The sinful included not just his slaves, but his own children. His eldest son, Robert Wormsley Carter, lived at Sabine Hall with his wife, Winifred, whom it is no exaggeration to say Landon Carter loathed -- in the diaries she is portrayed as "the outspoken contrary woman," and Carter records "the sad, the infuriating and the humiliating intimacies" of her life -- and treated accordingly. His daughter Judith married over his vehement opposition and was repudiated for a long time before an eventual reconciliation. Carter entered all his complaints in his diary, then left it where family members could read its "passionate narratives" and, presumably, bathe in their own guilt. "These dramas are conflicts such as every family harbors to this day," Isaac writes; "but they are also historic since they carry reverberations of the disturbed times through which the diarist felt himself fated to live."
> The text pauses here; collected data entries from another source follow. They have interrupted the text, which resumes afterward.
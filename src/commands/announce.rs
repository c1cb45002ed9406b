//! Announce command: broadcast presence and wait to be chosen.

use anyhow::{Context, Result};
use async_trait::async_trait;

use etherchat::addr::MacAddr;
use etherchat::config::LinkConfig;
use etherchat::protocol::{discovery, handshake, keyex, liveness};
use etherchat::session::Session;
use etherchat::transport::{FrameTransport, UdpLinkTransport};

use super::{chat_loop, CommandExecutor};

/// Broadcast presence, then follow the responder side of the session:
/// await the offer, await the key, answer the first probe, chat.
pub struct AnnounceCommand {
    /// Display name shown to listening peers.
    pub name: String,
    /// Link configuration.
    pub config: LinkConfig,
    /// Local link address; random when not supplied.
    pub addr: Option<MacAddr>,
}

#[async_trait]
impl CommandExecutor for AnnounceCommand {
    async fn execute(&self) -> Result<()> {
        let mut transport = UdpLinkTransport::open(&self.config, self.addr)
            .await
            .context("Failed to open the link transport")?;
        let local = transport.local_addr();
        println!("Local link address: {}", local);

        let mut session = Session::new(local);

        discovery::announce(&mut transport, &self.name).await?;
        println!("Announced as '{}'. Waiting for a session offer...", self.name);

        handshake::await_offer(&mut transport, &mut session).await?;
        let peer = session.peer_addr()?;
        println!("Session bound to {}", peer);

        keyex::await_key(&mut transport, &mut session).await?;
        println!("Key material received; channel ready.");

        // The initiator probes first; our answering probe completes the pair.
        liveness::await_pong(&mut transport, &mut session).await?;
        liveness::ping(&mut transport, &mut session).await?;
        println!("Liveness confirmed.");

        chat_loop(&mut transport, &mut session).await
    }
}
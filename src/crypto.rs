//! Symmetric key material and the message transform.
//!
//! The chat cipher is a ChaCha20 keystream XOR: one [`transform`] call
//! encrypts, the same call on the result decrypts. The 4-byte session salt
//! is expanded into the stream nonce with HKDF-SHA256.

use chacha20::cipher::{KeyIvInit, StreamCipher};
use chacha20::ChaCha20;
use hkdf::Hkdf;
use rand::rngs::OsRng;
use rand::RngCore;
use sha2::Sha256;

pub use crate::frame::{KEY_LEN, SALT_LEN};

/// Stream nonce length expected by the cipher.
const NONCE_LEN: usize = 12;

/// Generate a fresh 32-byte session key from the OS RNG.
pub fn generate_key() -> [u8; KEY_LEN] {
    let mut key = [0u8; KEY_LEN];
    OsRng.fill_bytes(&mut key);
    key
}

/// Generate a fresh 4-byte session salt from the OS RNG.
pub fn generate_salt() -> [u8; SALT_LEN] {
    let mut salt = [0u8; SALT_LEN];
    OsRng.fill_bytes(&mut salt);
    salt
}

/// Expand the session salt into the 12-byte stream nonce.
fn salt_nonce(salt: &[u8; SALT_LEN]) -> [u8; NONCE_LEN] {
    let hk = Hkdf::<Sha256>::new(None, salt);
    let mut nonce = [0u8; NONCE_LEN];
    hk.expand(b"ETHERCHAT-SALT-NONCE", &mut nonce)
        .expect("12 bytes is a valid length for HKDF");
    nonce
}

/// XOR the key-derived keystream into `data`.
///
/// Applying the transform twice with the same key and salt returns the
/// original bytes, so the one operation serves both directions.
pub fn transform(data: &[u8], key: &[u8; KEY_LEN], salt: &[u8; SALT_LEN]) -> Vec<u8> {
    let nonce = salt_nonce(salt);
    let mut cipher = ChaCha20::new(key.into(), (&nonce).into());
    let mut out = data.to_vec();
    cipher.apply_keystream(&mut out);
    out
}
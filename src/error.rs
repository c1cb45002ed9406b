//! Chat error types.

use thiserror::Error;

/// Errors that can occur during link-chat operations.
#[derive(Error, Debug)]
pub enum ChatError {
    /// Requested interface, address, or peer not found.
    #[error("Configuration error: {0}")]
    Configuration(String),

    /// The underlying send/receive primitive failed for a reason other
    /// than a timeout.
    #[error("Transport error: {0}")]
    Transport(String),

    /// No matching frame arrived within the configured window.
    ///
    /// Fatal for the phase that was waiting; the session moves to
    /// `Terminated`.
    #[error("Timed out waiting for a {phase} frame")]
    Timeout {
        /// Which frame the receive loop was waiting for.
        phase: &'static str,
    },

    /// The peer did not answer a liveness probe within the window.
    ///
    /// Unlike [`ChatError::Timeout`] this is recoverable: the caller may
    /// probe again.
    #[error("Peer did not answer the liveness probe")]
    Unreachable,

    /// Outgoing message exceeds the frame payload capacity.
    #[error("Message too long for one frame: {len} > {max} bytes")]
    PayloadTooLarge {
        /// Length of the rejected message.
        len: usize,
        /// Maximum payload the frame can carry.
        max: usize,
    },

    /// Display name outside the allowed length bound.
    #[error("Display name must be {min}..={max} bytes, got {len}")]
    InvalidName {
        /// Byte length of the rejected name.
        len: usize,
        /// Minimum allowed length.
        min: usize,
        /// Maximum allowed length.
        max: usize,
    },

    /// Textual link address that does not parse as `xx:xx:xx:xx:xx:xx`.
    #[error("Invalid link address '{0}' (expected xx:xx:xx:xx:xx:xx)")]
    InvalidAddress(String),

    /// Operation requires session state that has not been established yet.
    #[error("Session not ready: {0}")]
    SessionState(&'static str),

    /// I/O error from the transport.
    #[error("I/O error: {0}")]
    Io(#[from] std::io::Error),
}
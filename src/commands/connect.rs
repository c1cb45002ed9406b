//! Connect command: discover announcers, choose one, drive the session.

use std::io::Write;
use std::time::Duration;

use anyhow::{bail, Context, Result};
use async_trait::async_trait;
use tokio::sync::oneshot;

use etherchat::addr::MacAddr;
use etherchat::config::LinkConfig;
use etherchat::error::ChatError;
use etherchat::protocol::{discovery, handshake, keyex, liveness};
use etherchat::registry::PeerRegistry;
use etherchat::session::Session;
use etherchat::transport::{FrameTransport, UdpLinkTransport};

use super::{chat_loop, CommandExecutor};

/// Collect announcements, let the operator pick a peer by link address,
/// then follow the initiator side: offer, ship the key, probe, chat.
pub struct ConnectCommand {
    /// Display name carried in the session offer.
    pub name: String,
    /// Link configuration.
    pub config: LinkConfig,
    /// Local link address; random when not supplied.
    pub addr: Option<MacAddr>,
    /// How long to collect announcements before choosing.
    pub window: Duration,
    /// Peer to select without prompting.
    pub peer: Option<MacAddr>,
}

#[async_trait]
impl CommandExecutor for ConnectCommand {
    async fn execute(&self) -> Result<()> {
        let mut transport = UdpLinkTransport::open(&self.config, self.addr)
            .await
            .context("Failed to open the link transport")?;
        let local = transport.local_addr();
        println!("Local link address: {}", local);

        let mut session = Session::new(local);
        let mut registry = PeerRegistry::new();
        registry.set_local_addr(local);

        session.begin_discovery();
        println!(
            "Listening for announcements for {}s...",
            self.window.as_secs()
        );
        let (stop_tx, stop_rx) = oneshot::channel();
        let window = self.window;
        tokio::spawn(async move {
            tokio::time::sleep(window).await;
            let _ = stop_tx.send(());
        });
        discovery::listen(&mut transport, &mut registry, stop_rx).await?;

        if registry.is_empty() {
            bail!("No peers announced themselves; try again");
        }

        println!("Available peers:");
        for peer in registry.peers() {
            println!("  {} : {}", peer.name, peer.address);
        }

        let chosen = match self.peer {
            Some(addr) => addr,
            None => prompt_for_peer()?,
        };
        let record = registry
            .lookup(chosen)
            .ok_or_else(|| ChatError::Configuration(format!("Device {} not found", chosen)))?;
        println!("Selected {} ({})", record.name, record.address);
        session.select_peer(record.address);

        handshake::offer(&mut transport, &mut session, &self.name).await?;
        keyex::offer_key(&mut transport, &mut session).await?;
        println!("Session offered; probing reachability...");

        liveness::ping(&mut transport, &mut session).await?;
        match liveness::await_pong(&mut transport, &mut session).await {
            Ok(()) => println!("Peer reachable."),
            Err(ChatError::Unreachable) => bail!("Peer did not answer the liveness probe"),
            Err(e) => return Err(e.into()),
        }

        chat_loop(&mut transport, &mut session).await
    }
}

/// Ask the operator for a peer link address.
fn prompt_for_peer() -> Result<MacAddr> {
    print!("Choose a device (by link address): ");
    std::io::stdout().flush().context("Failed to flush stdout")?;

    let mut line = String::new();
    std::io::stdin()
        .read_line(&mut line)
        .context("Failed to read from stdin")?;

    Ok(line.trim().parse::<MacAddr>()?)
}
//! Encrypted chat channel.
//!
//! Messages are transformed with the session key material and carried in
//! one frame each. A message that cannot fit is a caller error; it is
//! never silently truncated.

use tracing::debug;

use crate::crypto;
use crate::error::ChatError;
use crate::frame::{Frame, FrameType, CHAT_CAPACITY};
use crate::protocol::await_frame;
use crate::session::Session;
use crate::transport::FrameTransport;

/// Encrypt and send one chat message to the bound peer.
pub async fn send<T>(
    transport: &mut T,
    session: &mut Session,
    plaintext: &str,
) -> Result<(), ChatError>
where
    T: FrameTransport,
{
    let peer = session.peer_addr()?;
    let (key, salt) = session.key_material()?;

    if plaintext.len() > CHAT_CAPACITY {
        return Err(ChatError::PayloadTooLarge {
            len: plaintext.len(),
            max: CHAT_CAPACITY,
        });
    }

    let ciphertext = crypto::transform(plaintext.as_bytes(), &key, &salt);
    let frame = Frame::chat(peer, session.local(), &ciphertext)?;
    transport.send(&frame.encode()).await.map_err(|e| {
        session.terminate();
        e
    })?;

    session.begin_chat();
    debug!(peer = %peer, len = plaintext.len(), "chat message sent");
    Ok(())
}

/// Block for the next chat message from the bound peer and decrypt it.
///
/// The transform is its own inverse, so decryption is the same call that
/// encrypted. A quiet window is fatal for this receive; callers that want
/// to keep the session alive probe liveness and try again.
pub async fn receive<T>(transport: &mut T, session: &mut Session) -> Result<String, ChatError>
where
    T: FrameTransport,
{
    let peer = session.peer_addr()?;
    let (key, salt) = session.key_material()?;
    let local = session.local();

    let frame = match await_frame(transport, "chat", |f| {
        f.frame_type == FrameType::Chat
            && f.destination == local
            && f.source == peer
            && f.chat_ciphertext().is_some()
    })
    .await
    {
        Ok(frame) => frame,
        // A quiet window leaves the session intact so the caller can
        // probe liveness; real transport failures end it.
        Err(e @ ChatError::Timeout { .. }) => return Err(e),
        Err(e) => {
            session.terminate();
            return Err(e);
        }
    };

    let ciphertext = frame
        .chat_ciphertext()
        .ok_or_else(|| ChatError::Transport("chat payload vanished".into()))?;
    let plaintext = crypto::transform(&ciphertext, &key, &salt);

    session.begin_chat();
    debug!(peer = %peer, len = plaintext.len(), "chat message received");
    // The stream cipher carries no integrity; a mismatched key shows up
    // as garbage here, not as an error.
    Ok(String::from_utf8_lossy(&plaintext).into_owned())
}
It is difficult for us now to comprehend just how disturbed those times actually were. Well before the Revolution began, the known world was undergoing deep change. Carter was well acquainted with a new kind of novel -- Samuel Richardson's Clarissa and Pamela -- that "told strong stories of [women's] self-realization and so contributed subtly but surely to the subversion of the ancient hierarchical order of ruling fathers." Carter, Isaac argues, was torn between "sentimental" and "authoritarian" stories: "he wanted to be a lordly patriarch like his father; and he wanted to be loved and understood like Pamela or Clarissa."
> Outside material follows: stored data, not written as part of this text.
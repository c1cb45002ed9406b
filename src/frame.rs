//! Wire frame codec.
//!
//! Every protocol message travels in one fixed-size link-layer frame
//! tagged with a private EtherType. The one-byte subtype after the
//! EtherType multiplexes the five protocol messages over the same format.
//!
//! ## Frame Format
//!
//! ```text
//! +-------------+-------------+-----------+---------+------------+
//! | Destination | Source      | EtherType | Subtype | Payload    |
//! | 6 bytes     | 6 bytes     | 2 bytes   | 1 byte  | 485 bytes  |
//! +-------------+-------------+-----------+---------+------------+
//! ```
//!
//! Frames whose EtherType differs from [`ETHERTYPE`] are not protocol
//! frames; decoding classifies them as such instead of failing.

use crate::addr::{MacAddr, ADDR_LEN};
use crate::config::MAX_NAME_LEN;
use crate::error::ChatError;

/// Total frame length on the wire.
pub const FRAME_LEN: usize = 500;

/// Header length: destination + source + EtherType + subtype.
pub const HEADER_LEN: usize = 2 * ADDR_LEN + 2 + 1;

/// Payload capacity of one frame.
pub const PAYLOAD_LEN: usize = FRAME_LEN - HEADER_LEN;

/// Private EtherType tagging application frames.
pub const ETHERTYPE: [u8; 2] = [0x7A, 0xBC];

/// Chat ciphertext capacity: the payload minus its 2-byte length prefix.
pub const CHAT_CAPACITY: usize = PAYLOAD_LEN - 2;

/// Key length carried in a KeyMaterial frame.
pub const KEY_LEN: usize = 32;

/// Salt length carried in a KeyMaterial frame, directly after the key.
pub const SALT_LEN: usize = 4;

/// Protocol message subtypes.
#[derive(Debug, Clone, Copy, PartialEq, Eq)]
#[repr(u8)]
pub enum FrameType {
    /// Broadcast presence advertisement carrying a display name.
    Announce = 0,
    /// Unicast frame binding a discovered peer into a session.
    SessionAccept = 1,
    /// Symmetric key and salt for the session.
    KeyMaterial = 2,
    /// Liveness probe, empty payload.
    Liveness = 3,
    /// Encrypted chat message.
    Chat = 4,
}

impl FrameType {
    /// Map a wire subtype byte back to a frame type.
    ///
    /// Unknown subtypes are not protocol frames.
    pub fn from_wire(value: u8) -> Option<Self> {
        match value {
            0 => Some(FrameType::Announce),
            1 => Some(FrameType::SessionAccept),
            2 => Some(FrameType::KeyMaterial),
            3 => Some(FrameType::Liveness),
            4 => Some(FrameType::Chat),
            _ => None,
        }
    }
}

/// A decoded protocol frame.
#[derive(Debug, Clone, PartialEq, Eq)]
pub struct Frame {
    /// Destination link address; broadcast for announcements.
    pub destination: MacAddr,
    /// Sender's link address.
    pub source: MacAddr,
    /// Message subtype.
    pub frame_type: FrameType,
    /// Subtype-dependent payload, at most [`PAYLOAD_LEN`] bytes.
    pub payload: Vec<u8>,
}

impl Frame {
    /// Build a broadcast presence announcement.
    pub fn announce(source: MacAddr, name: &str) -> Self {
        Self {
            destination: MacAddr::BROADCAST,
            source,
            frame_type: FrameType::Announce,
            payload: name_payload(name),
        }
    }

    /// Build a unicast session offer carrying the local display name.
    pub fn session_accept(destination: MacAddr, source: MacAddr, name: &str) -> Self {
        Self {
            destination,
            source,
            frame_type: FrameType::SessionAccept,
            payload: name_payload(name),
        }
    }

    /// Build a key-material frame: key bytes followed by the salt.
    pub fn key_material(
        destination: MacAddr,
        source: MacAddr,
        key: &[u8; KEY_LEN],
        salt: &[u8; SALT_LEN],
    ) -> Self {
        let mut payload = Vec::with_capacity(KEY_LEN + SALT_LEN);
        payload.extend_from_slice(key);
        payload.extend_from_slice(salt);
        Self {
            destination,
            source,
            frame_type: FrameType::KeyMaterial,
            payload,
        }
    }

    /// Build an empty liveness probe.
    pub fn liveness(destination: MacAddr, source: MacAddr) -> Self {
        Self {
            destination,
            source,
            frame_type: FrameType::Liveness,
            payload: Vec::new(),
        }
    }

    /// Build a chat frame around already-encrypted ciphertext.
    ///
    /// The ciphertext is length-prefixed inside the payload: it may contain
    /// NUL bytes, so a terminator cannot delimit it.
    pub fn chat(
        destination: MacAddr,
        source: MacAddr,
        ciphertext: &[u8],
    ) -> Result<Self, ChatError> {
        if ciphertext.len() > CHAT_CAPACITY {
            return Err(ChatError::PayloadTooLarge {
                len: ciphertext.len(),
                max: CHAT_CAPACITY,
            });
        }
        let mut payload = Vec::with_capacity(2 + ciphertext.len());
        payload.extend_from_slice(&(ciphertext.len() as u16).to_be_bytes());
        payload.extend_from_slice(ciphertext);
        Ok(Self {
            destination,
            source,
            frame_type: FrameType::Chat,
            payload,
        })
    }

    /// Encode into the fixed-size wire representation.
    ///
    /// The payload is zero-padded to the frame length; anything beyond the
    /// payload capacity is truncated.
    pub fn encode(&self) -> [u8; FRAME_LEN] {
        let mut buf = [0u8; FRAME_LEN];
        buf[0..ADDR_LEN].copy_from_slice(&self.destination.octets());
        buf[ADDR_LEN..2 * ADDR_LEN].copy_from_slice(&self.source.octets());
        buf[12..14].copy_from_slice(&ETHERTYPE);
        buf[14] = self.frame_type as u8;

        let len = self.payload.len().min(PAYLOAD_LEN);
        buf[HEADER_LEN..HEADER_LEN + len].copy_from_slice(&self.payload[..len]);
        buf
    }

    /// Decode a received buffer.
    ///
    /// Returns `None` for anything that is not a protocol frame: buffers
    /// shorter than the header, a foreign EtherType, or an unknown subtype.
    /// Never panics on malformed input.
    pub fn decode(raw: &[u8]) -> Option<Self> {
        if raw.len() < HEADER_LEN {
            return None;
        }
        if raw[12..14] != ETHERTYPE {
            return None;
        }
        let frame_type = FrameType::from_wire(raw[14])?;

        let mut destination = [0u8; ADDR_LEN];
        destination.copy_from_slice(&raw[0..ADDR_LEN]);
        let mut source = [0u8; ADDR_LEN];
        source.copy_from_slice(&raw[ADDR_LEN..2 * ADDR_LEN]);

        let end = raw.len().min(FRAME_LEN);
        Some(Self {
            destination: MacAddr(destination),
            source: MacAddr(source),
            frame_type,
            payload: raw[HEADER_LEN..end].to_vec(),
        })
    }

    /// Extract a null-terminated display name from the payload.
    ///
    /// Returns `None` when no terminator is present, the name exceeds the
    /// protocol bound, or the bytes are not valid UTF-8.
    pub fn name(&self) -> Option<String> {
        let end = self.payload.iter().position(|&b| b == 0)?;
        if end > MAX_NAME_LEN {
            return None;
        }
        std::str::from_utf8(&self.payload[..end])
            .ok()
            .map(str::to_string)
    }

    /// Extract the key and salt from a KeyMaterial payload at their fixed
    /// offsets.
    pub fn key_material_payload(&self) -> Option<([u8; KEY_LEN], [u8; SALT_LEN])> {
        if self.payload.len() < KEY_LEN + SALT_LEN {
            return None;
        }
        let key: [u8; KEY_LEN] = self.payload[..KEY_LEN].try_into().ok()?;
        let salt: [u8; SALT_LEN] = self.payload[KEY_LEN..KEY_LEN + SALT_LEN].try_into().ok()?;
        Some((key, salt))
    }

    /// Extract the length-prefixed ciphertext from a Chat payload.
    pub fn chat_ciphertext(&self) -> Option<Vec<u8>> {
        if self.payload.len() < 2 {
            return None;
        }
        let len = u16::from_be_bytes([self.payload[0], self.payload[1]]) as usize;
        if 2 + len > self.payload.len() {
            return None;
        }
        Some(self.payload[2..2 + len].to_vec())
    }
}

/// Display-name payload: the name bytes plus their terminator.
fn name_payload(name: &str) -> Vec<u8> {
    let mut payload = Vec::with_capacity(name.len() + 1);
    payload.extend_from_slice(name.as_bytes());
    payload.push(0);
    payload
}

#[cfg(test)]
mod tests {
    use super::*;

    fn addr(last: u8) -> MacAddr {
        MacAddr([0x02, 0x00, 0x00, 0x00, 0x00, last])
    }

    #[test]
    fn test_encode_decode_roundtrip() {
        let frame = Frame::session_accept(addr(1), addr(2), "Alice-Device");
        let raw = frame.encode();
        assert_eq!(raw.len(), FRAME_LEN);

        let decoded = Frame::decode(&raw).unwrap();
        assert_eq!(decoded.destination, addr(1));
        assert_eq!(decoded.source, addr(2));
        assert_eq!(decoded.frame_type, FrameType::SessionAccept);
        assert_eq!(decoded.name().unwrap(), "Alice-Device");
    }

    #[test]
    fn test_foreign_ethertype_is_not_a_protocol_frame() {
        let mut raw = Frame::announce(addr(2), "Alice-Device").encode();
        raw[12] = 0x08;
        raw[13] = 0x00;
        assert!(Frame::decode(&raw).is_none());
    }

    #[test]
    fn test_unknown_subtype_is_not_a_protocol_frame() {
        let mut raw = Frame::liveness(addr(1), addr(2)).encode();
        raw[14] = 0x7F;
        assert!(Frame::decode(&raw).is_none());
    }

    #[test]
    fn test_truncated_buffer_is_rejected_without_panic() {
        let raw = Frame::announce(addr(2), "Alice-Device").encode();
        for len in 0..HEADER_LEN {
            assert!(Frame::decode(&raw[..len]).is_none());
        }
        // One past the header is enough to decode.
        assert!(Frame::decode(&raw[..HEADER_LEN]).is_some());
    }

    #[test]
    fn test_announce_is_broadcast() {
        let frame = Frame::announce(addr(2), "Alice-Device");
        assert!(frame.destination.is_broadcast());
        assert_eq!(frame.frame_type, FrameType::Announce);
    }

    #[test]
    fn test_key_material_fixed_offsets() {
        let key = [0xAB; KEY_LEN];
        let salt = [0x01, 0x02, 0x03, 0x04];
        let frame = Frame::key_material(addr(1), addr(2), &key, &salt);
        let raw = frame.encode();

        assert_eq!(&raw[HEADER_LEN..HEADER_LEN + KEY_LEN], &key);
        assert_eq!(&raw[HEADER_LEN + KEY_LEN..HEADER_LEN + KEY_LEN + SALT_LEN], &salt);

        let decoded = Frame::decode(&raw).unwrap();
        let (got_key, got_salt) = decoded.key_material_payload().unwrap();
        assert_eq!(got_key, key);
        assert_eq!(got_salt, salt);
    }

    #[test]
    fn test_chat_ciphertext_with_nul_bytes_roundtrips() {
        let ciphertext = vec![0x00, 0xFF, 0x00, 0x42, 0x00];
        let frame = Frame::chat(addr(1), addr(2), &ciphertext).unwrap();
        let decoded = Frame::decode(&frame.encode()).unwrap();
        assert_eq!(decoded.chat_ciphertext().unwrap(), ciphertext);
    }

    #[test]
    fn test_chat_rejects_oversized_ciphertext() {
        let ciphertext = vec![0u8; CHAT_CAPACITY + 1];
        let result = Frame::chat(addr(1), addr(2), &ciphertext);
        assert!(matches!(
            result,
            Err(ChatError::PayloadTooLarge { len, max })
                if len == CHAT_CAPACITY + 1 && max == CHAT_CAPACITY
        ));
    }

    #[test]
    fn test_chat_capacity_fits_exactly() {
        let ciphertext = vec![0x55u8; CHAT_CAPACITY];
        let frame = Frame::chat(addr(1), addr(2), &ciphertext).unwrap();
        let decoded = Frame::decode(&frame.encode()).unwrap();
        assert_eq!(decoded.chat_ciphertext().unwrap(), ciphertext);
    }

    #[test]
    fn test_name_without_terminator_is_rejected() {
        let mut frame = Frame::announce(addr(2), "Alice-Device");
        frame.payload = b"Alice-Device".to_vec(); // no terminator
        assert!(frame.name().is_none());
    }

    #[test]
    fn test_liveness_payload_is_empty() {
        let frame = Frame::liveness(addr(1), addr(2));
        assert!(frame.payload.is_empty());
        let decoded = Frame::decode(&frame.encode()).unwrap();
        // Wire padding decodes back as zeroes; the subtype carries the meaning.
        assert_eq!(decoded.frame_type, FrameType::Liveness);
    }
}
Carter's world was falling apart, and Isaac makes a rather strong case that he knew it. As Isaac writes (in the clotted prose that can make reading this book a mighty labor), "In the political sphere, expectations of government shifted away from kingly patriarchalism toward the more comprehensively participatory modes that would generate the ideology of democracy." Carter's diaries in his final years "come from a late moment of an ancient regime of knowledge and society. The diarist felt in his heart that he was chronicling decline. His own death could not be far off, and he sensed also the passing of the world which his altogether admirable father had bequeathed to him."
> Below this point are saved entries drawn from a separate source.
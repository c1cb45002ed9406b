//! Link-layer addressing.

use std::fmt;
use std::str::FromStr;

use rand::RngCore;
use serde::{Deserialize, Serialize};

use crate::error::ChatError;

/// Length of a link-layer hardware address in bytes.
pub const ADDR_LEN: usize = 6;

/// A 6-byte link-layer hardware address.
///
/// Equality is byte-wise; the value is immutable once obtained from the
/// transport or parsed from operator input.
#[derive(Debug, Clone, Copy, PartialEq, Eq, Hash, Serialize, Deserialize)]
pub struct MacAddr(pub [u8; ADDR_LEN]);

impl MacAddr {
    /// The all-ones broadcast address.
    pub const BROADCAST: MacAddr = MacAddr([0xFF; ADDR_LEN]);

    /// Raw address bytes.
    pub const fn octets(&self) -> [u8; ADDR_LEN] {
        self.0
    }

    /// Whether this is the broadcast address.
    pub fn is_broadcast(&self) -> bool {
        *self == Self::BROADCAST
    }

    /// Generate a random locally-administered unicast address.
    ///
    /// Used by transports that emulate a link segment and have no real
    /// NIC address to report.
    pub fn random() -> Self {
        let mut bytes = [0u8; ADDR_LEN];
        rand::rngs::OsRng.fill_bytes(&mut bytes);
        // Locally administered, unicast.
        bytes[0] = (bytes[0] | 0x02) & 0xFE;
        MacAddr(bytes)
    }
}

impl From<[u8; ADDR_LEN]> for MacAddr {
    fn from(bytes: [u8; ADDR_LEN]) -> Self {
        MacAddr(bytes)
    }
}

impl fmt::Display for MacAddr {
    fn fmt(&self, f: &mut fmt::Formatter<'_>) -> fmt::Result {
        write!(
            f,
            "{:02x}:{:02x}:{:02x}:{:02x}:{:02x}:{:02x}",
            self.0[0], self.0[1], self.0[2], self.0[3], self.0[4], self.0[5]
        )
    }
}

impl FromStr for MacAddr {
    type Err = ChatError;

    /// Parse the operator-facing `xx:xx:xx:xx:xx:xx` form.
    fn from_str(s: &str) -> Result<Self, Self::Err> {
        let mut bytes = [0u8; ADDR_LEN];
        let mut groups = 0;

        for (i, group) in s.trim().split(':').enumerate() {
            if i >= ADDR_LEN || group.len() != 2 {
                return Err(ChatError::InvalidAddress(s.to_string()));
            }
            bytes[i] = u8::from_str_radix(group, 16)
                .map_err(|_| ChatError::InvalidAddress(s.to_string()))?;
            groups += 1;
        }

        if groups != ADDR_LEN {
            return Err(ChatError::InvalidAddress(s.to_string()));
        }

        Ok(MacAddr(bytes))
    }
}

#[cfg(test)]
mod tests {
    use super::*;

    #[test]
    fn test_parse_display_roundtrip() {
        let addr: MacAddr = "aa:bb:cc:00:11:22".parse().unwrap();
        assert_eq!(addr.octets(), [0xAA, 0xBB, 0xCC, 0x00, 0x11, 0x22]);
        assert_eq!(addr.to_string(), "aa:bb:cc:00:11:22");
    }

    #[test]
    fn test_parse_accepts_uppercase_and_whitespace() {
        let addr: MacAddr = " FF:FF:FF:FF:FF:FF ".parse().unwrap();
        assert!(addr.is_broadcast());
    }

    #[test]
    fn test_parse_rejects_malformed() {
        for bad in ["", "aa:bb:cc", "aa:bb:cc:dd:ee:ff:00", "zz:bb:cc:dd:ee:ff", "aabbccddeeff"] {
            assert!(bad.parse::<MacAddr>().is_err(), "should reject {:?}", bad);
        }
    }

    #[test]
    fn test_broadcast_is_all_ones() {
        assert_eq!(MacAddr::BROADCAST.octets(), [0xFF; 6]);
        assert!(!MacAddr([0xFF, 0xFF, 0xFF, 0xFF, 0xFF, 0xFE]).is_broadcast());
    }

    #[test]
    fn test_random_is_local_unicast() {
        let addr = MacAddr::random();
        assert_eq!(addr.octets()[0] & 0x01, 0, "must be unicast");
        assert_eq!(addr.octets()[0] & 0x02, 0x02, "must be locally administered");
    }
}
Nothing hastened the end of that world so emphatically and conclusively as the American Revolution. After the Stamp Act, Carter knew, as Benjamin Franklin did, that he could not be a free man under British rule, and he turned from royalist to revolutionary, just as Franklin did. "It is very hard now . . . to realize the radicalism of this step," Isaac writes, "and so to understand not only the agony that Landon felt, deep-dyed patriarchal monarchist that he was, but also the kind of collective anguish of the colonists, long so proudly British." The reader might wish for more graceful prose, but Isaac is right when he says: "Casting out the king and founding the republic was a patricidal act; and the father killing was cosmic. It profoundly changed the order of the world. The principle of patriarchy within the institution of monarchy had been comprehensive; it had given coherence to the whole system."
That a better system replaced it is self-evident, but this made it no easier for those who had to undergo the metamorphosis. The autumn of these patriarchs was wrenching and painful. It is perhaps easier to pass judgment on them than to understand them, but Isaac manages to accomplish the latter even as he indulges himself in the former.